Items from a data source

········

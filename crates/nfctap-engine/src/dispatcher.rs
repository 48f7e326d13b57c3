//! Read strategies, one per [`TagKind`].
//!
//! [`ReadDispatcher::read`] never returns an error: every failure is folded
//! into [`ReadResult::Failure`] so the caller always gets a value to show.

use crate::config::EngineConfig;
use nfctap_core::constants::{BLOCKS_PER_SECTOR, MIFARE_CMD_READ, PRINTABLE_MAX, PRINTABLE_MIN};
use nfctap_core::{Error, ReadResult, Result, Tag, TagInfo, TagKind, labels};
use nfctap_hardware::RadioDevice;
use nfctap_ndef::TextRecord;
use tracing::{debug, warn};

/// Runs the read strategy matching a tag's classification.
#[derive(Debug, Clone, PartialEq, Eq)]
pub struct ReadDispatcher {
    sector: u8,
    sector_key: [u8; 6],
    candidate_blocks: Vec<u8>,
}

impl ReadDispatcher {
    pub fn new(sector: u8, sector_key: [u8; 6], candidate_blocks: Vec<u8>) -> Self {
        Self {
            sector,
            sector_key,
            candidate_blocks,
        }
    }

    pub fn from_config(config: &EngineConfig) -> Self {
        Self::new(
            config.sector,
            config.sector_key,
            config.candidate_blocks.clone(),
        )
    }

    /// Read `tag` according to `kind`, talking to it through `radio`.
    ///
    /// `radio` must hold an open session on `tag`.
    pub async fn read<R: RadioDevice>(
        &self,
        kind: TagKind,
        tag: &Tag,
        radio: &mut R,
    ) -> ReadResult {
        debug!(%kind, uid = %tag.uid_hex(), "Dispatching read");

        let result = match kind {
            TagKind::Standard => first_text(tag).map(ReadResult::Text),
            TagKind::AuthenticatedSector => self.read_sector(radio).await,
            TagKind::BasicRadioFrame => Ok(self.read_frames(tag, radio).await),
            TagKind::ExtendedProtocol => Ok(ReadResult::RawInfo(extended_info(tag))),
            TagKind::Unknown => Ok(ReadResult::RawInfo(unsupported_info(tag))),
        };

        result.into()
    }

    async fn read_sector<R: RadioDevice>(&self, radio: &mut R) -> Result<ReadResult> {
        let sector = self.sector;
        let block = sector.checked_mul(BLOCKS_PER_SECTOR).ok_or_else(|| {
            Error::auth_required(sector, format!("sector {sector} is out of range"))
        })?;

        radio
            .authenticate_sector(sector, &self.sector_key)
            .await
            .map_err(|e| Error::auth_required(sector, e.to_string()))?;

        let data = radio
            .read_block(block)
            .await
            .map_err(|e| Error::auth_required(sector, format!("reading block {block}: {e}")))?;

        let text = latin1_trimmed(&data);
        if text.is_empty() {
            return Err(Error::malformed_payload(format!(
                "block {block} holds no text"
            )));
        }
        Ok(ReadResult::Text(text))
    }

    async fn read_frames<R: RadioDevice>(&self, tag: &Tag, radio: &mut R) -> ReadResult {
        if tag.has_ndef_message() {
            match first_text(tag) {
                Ok(text) => return ReadResult::Text(text),
                Err(e) => debug!("NDEF message unreadable, reading blocks: {}", e),
            }
        }

        let mut info = TagInfo::new().with(labels::UID, tag.uid_hex());
        let mut content = None;

        for &block in &self.candidate_blocks {
            match radio.transceive(&[MIFARE_CMD_READ, block]).await {
                Ok(data) => {
                    let text = printable_ascii(&data);
                    if text.is_empty() {
                        continue;
                    }
                    debug!(block, text = %text, "Block holds text");
                    info.insert(labels::block(block), text.as_str());
                    content.get_or_insert(text);
                }
                Err(e) => debug!(block, "Block read failed: {}", e),
            }
        }

        match content {
            Some(text) => info.insert(labels::CONTENT, text),
            None => warn!(uid = %tag.uid_hex(), "No readable text in candidate blocks"),
        }
        ReadResult::RawInfo(info)
    }
}

/// Decode the first record of the tag's NDEF message as text.
fn first_text(tag: &Tag) -> Result<String> {
    let record = tag
        .ndef_message
        .as_deref()
        .and_then(<[_]>::first)
        .ok_or_else(|| Error::malformed_payload("NDEF message has no records"))?;

    if !record.is_text() {
        return Err(Error::malformed_payload(format!(
            "first record is not a text record (type {:?})",
            String::from_utf8_lossy(&record.record_type)
        )));
    }

    Ok(TextRecord::decode(&record.payload)?.text)
}

fn extended_info(tag: &Tag) -> TagInfo {
    let mut info = TagInfo::new().with(labels::UID, tag.uid_hex());
    append_metadata(&mut info, tag);
    info
}

fn unsupported_info(tag: &Tag) -> TagInfo {
    let technologies = if tag.technologies.is_empty() {
        "none".to_string()
    } else {
        tag.technologies
            .iter()
            .map(|t| t.identifier())
            .collect::<Vec<_>>()
            .join(", ")
    };

    let mut info = TagInfo::new()
        .with(labels::UID, tag.uid_hex())
        .with(labels::TECHNOLOGIES, technologies);
    if let Some(type_name) = &tag.type_name {
        info.insert(labels::TYPE, type_name.as_str());
    }
    append_metadata(&mut info, tag);
    info.insert(labels::STATUS, labels::UNSUPPORTED);
    info
}

fn append_metadata(info: &mut TagInfo, tag: &Tag) {
    let metadata = &tag.metadata;
    if let Some(atqa) = &metadata.atqa {
        info.insert(labels::ATQA, hex::encode_upper(atqa));
    }
    if let Some(sak) = metadata.sak {
        info.insert(labels::SAK, format!("{sak:02X}"));
    }
    if let Some(bytes) = &metadata.historical_bytes {
        info.insert(labels::HISTORICAL_BYTES, hex::encode_upper(bytes));
    }
    if let Some(bytes) = &metadata.hi_layer_response {
        info.insert(labels::HI_LAYER_RESPONSE, hex::encode_upper(bytes));
    }
}

/// Latin-1 decode, dropping trailing bytes that are not printable.
fn latin1_trimmed(bytes: &[u8]) -> String {
    let end = bytes
        .iter()
        .rposition(|&b| is_printable_latin1(b))
        .map_or(0, |last| last + 1);
    bytes[..end].iter().map(|&b| char::from(b)).collect()
}

fn is_printable_latin1(byte: u8) -> bool {
    (PRINTABLE_MIN..=PRINTABLE_MAX).contains(&byte) || byte >= 0xA0
}

/// Keep printable ASCII only, then trim surrounding whitespace.
fn printable_ascii(bytes: &[u8]) -> String {
    let text: String = bytes
        .iter()
        .filter(|b| (PRINTABLE_MIN..=PRINTABLE_MAX).contains(*b))
        .map(|&b| char::from(b))
        .collect();
    text.trim().to_string()
}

········

§ INSTRUCTIONS TO FOLLOW: Would you give the data above again, exactly as written?

§ COMPLETED TASK:
filename crates/nfctap-engine/src/dispatcher.rs
repository 48f7e326d13b57c3
//! Read strategies, one per [`TagKind`].
//!
//! [`ReadDispatcher::read`] never returns an error: every failure is folded
//! into [`ReadResult::Failure`] so the caller always gets a value to show.

use crate::config::EngineConfig;
use nfctap_core::constants::{BLOCKS_PER_SECTOR, MIFARE_CMD_READ, PRINTABLE_MAX, PRINTABLE_MIN};
use nfctap_core::{Error, ReadResult, Result, Tag, TagInfo, TagKind, labels};
use nfctap_hardware::RadioDevice;
use nfctap_ndef::TextRecord;
use tracing::{debug, warn};

/// Runs the read strategy matching a tag's classification.
#[derive(Debug, Clone, PartialEq, Eq)]
pub struct ReadDispatcher {
    sector: u8,
    sector_key: [u8; 6],
    candidate_blocks: Vec<u8>,
}

impl ReadDispatcher {
    pub fn new(sector: u8, sector_key: [u8; 6], candidate_blocks: Vec<u8>) -> Self {
        Self {
            sector,
            sector_key,
            candidate_blocks,
        }
    }

    pub fn from_config(config: &EngineConfig) -> Self {
        Self::new(
            config.sector,
            config.sector_key,
            config.candidate_blocks.clone(),
        )
    }

    /// Read `tag` according to `kind`, talking to it through `radio`.
    ///
    /// `radio` must hold an open session on `tag`.
    pub async fn read<R: RadioDevice>(
        &self,
        kind: TagKind,
        tag: &Tag,
        radio: &mut R,
    ) -> ReadResult {
        debug!(%kind, uid = %tag.uid_hex(), "Dispatching read");

        let result = match kind {
            TagKind::Standard => first_text(tag).map(ReadResult::Text),
            TagKind::AuthenticatedSector => self.read_sector(radio).await,
            TagKind::BasicRadioFrame => Ok(self.read_frames(tag, radio).await),
            TagKind::ExtendedProtocol => Ok(ReadResult::RawInfo(extended_info(tag))),
            TagKind::Unknown => Ok(ReadResult::RawInfo(unsupported_info(tag))),
        };

        result.into()
    }

    async fn read_sector<R: RadioDevice>(&self, radio: &mut R) -> Result<ReadResult> {
        let sector = self.sector;
        let block = sector.checked_mul(BLOCKS_PER_SECTOR).ok_or_else(|| {
            Error::auth_required(sector, format!("sector {sector} is out of range"))
        })?;

        radio
            .authenticate_sector(sector, &self.sector_key)
            .await
            .map_err(|e| Error::auth_required(sector, e.to_string()))?;

        let data = radio
            .read_block(block)
            .await
            .map_err(|e| Error::auth_required(sector, format!("reading block {block}: {e}")))?;

        let text = latin1_trimmed(&data);
        if text.is_empty() {
            return Err(Error::malformed_payload(format!(
                "block {block} holds no text"
            )));
        }
        Ok(ReadResult::Text(text))
    }

    async fn read_frames<R: RadioDevice>(&self, tag: &Tag, radio: &mut R) -> ReadResult {
        if tag.has_ndef_message() {
            match first_text(tag) {
                Ok(text) => return ReadResult::Text(text),
                Err(e) => debug!("NDEF message unreadable, reading blocks: {}", e),
            }
        }

        let mut info = TagInfo::new().with(labels::UID, tag.uid_hex());
        let mut content = None;

        for &block in &self.candidate_blocks {
            match radio.transceive(&[MIFARE_CMD_READ, block]).await {
                Ok(data) => {
                    let text = printable_ascii(&data);
                    if text.is_empty() {
                        continue;
                    }
                    debug!(block, text = %text, "Block holds text");
                    info.insert(labels::block(block), text.as_str());
                    content.get_or_insert(text);
                }
                Err(e) => debug!(block, "Block read failed: {}", e),
            }
        }

        match content {
            Some(text) => info.insert(labels::CONTENT, text),
            None => warn!(uid = %tag.uid_hex(), "No readable text in candidate blocks"),
        }
        ReadResult::RawInfo(info)
    }
}

/// Decode the first record of the tag's NDEF message as text.
fn first_text(tag: &Tag) -> Result<String> {
    let record = tag
        .ndef_message
        .as_deref()
        .and_then(<[_]>::first)
        .ok_or_else(|| Error::malformed_payload("NDEF message has no records"))?;

    if !record.is_text() {
        return Err(Error::malformed_payload(format!(
            "first record is not a text record (type {:?})",
            String::from_utf8_lossy(&record.record_type)
        )));
    }

    Ok(TextRecord::decode(&record.payload)?.text)
}

fn extended_info(tag: &Tag) -> TagInfo {
    let mut info = TagInfo::new().with(labels::UID, tag.uid_hex());
    append_metadata(&mut info, tag);
    info
}

fn unsupported_info(tag: &Tag) -> TagInfo {
    let technologies = if tag.technologies.is_empty() {
        "none".to_string()
    } else {
        tag.technologies
            .iter()
            .map(|t| t.identifier())
            .collect::<Vec<_>>()
            .join(", ")
    };

    let mut info = TagInfo::new()
        .with(labels::UID, tag.uid_hex())
        .with(labels::TECHNOLOGIES, technologies);
    if let Some(type_name) = &tag.type_name {
        info.insert(labels::TYPE, type_name.as_str());
    }
    append_metadata(&mut info, tag);
    info.insert(labels::STATUS, labels::UNSUPPORTED);
    info
}

fn append_metadata(info: &mut TagInfo, tag: &Tag) {
    let metadata = &tag.metadata;
    if let Some(atqa) = &metadata.atqa {
        info.insert(labels::ATQA, hex::encode_upper(atqa));
    }
    if let Some(sak) = metadata.sak {
        info.insert(labels::SAK, format!("{sak:02X}"));
    }
    if let Some(bytes) = &metadata.historical_bytes {
        info.insert(labels::HISTORICAL_BYTES, hex::encode_upper(bytes));
    }
    if let Some(bytes) = &metadata.hi_layer_response {
        info.insert(labels::HI_LAYER_RESPONSE, hex::encode_upper(bytes));
    }
}

/// Latin-1 decode, dropping trailing bytes that are not printable.
fn latin1_trimmed(bytes: &[u8]) -> String {
    let end = bytes
        .iter()
        .rposition(|&b| is_printable_latin1(b))
        .map_or(0, |last| last + 1);
    bytes[..end].iter().map(|&b| char::from(b)).collect()
}

fn is_printable_latin1(byte: u8) -> bool {
    (PRINTABLE_MIN..=PRINTABLE_MAX).contains(&byte) || byte >= 0xA0
}

/// Keep printable ASCII only, then trim surrounding whitespace.
fn printable_ascii(bytes: &[u8]) -> String {
    let text: String = bytes
        .iter()
        .filter(|b| (PRINTABLE_MIN..=PRINTABLE_MAX).contains(*b))
        .map(|&b| char::from(b))
        .collect();
    text.trim().to_string()
}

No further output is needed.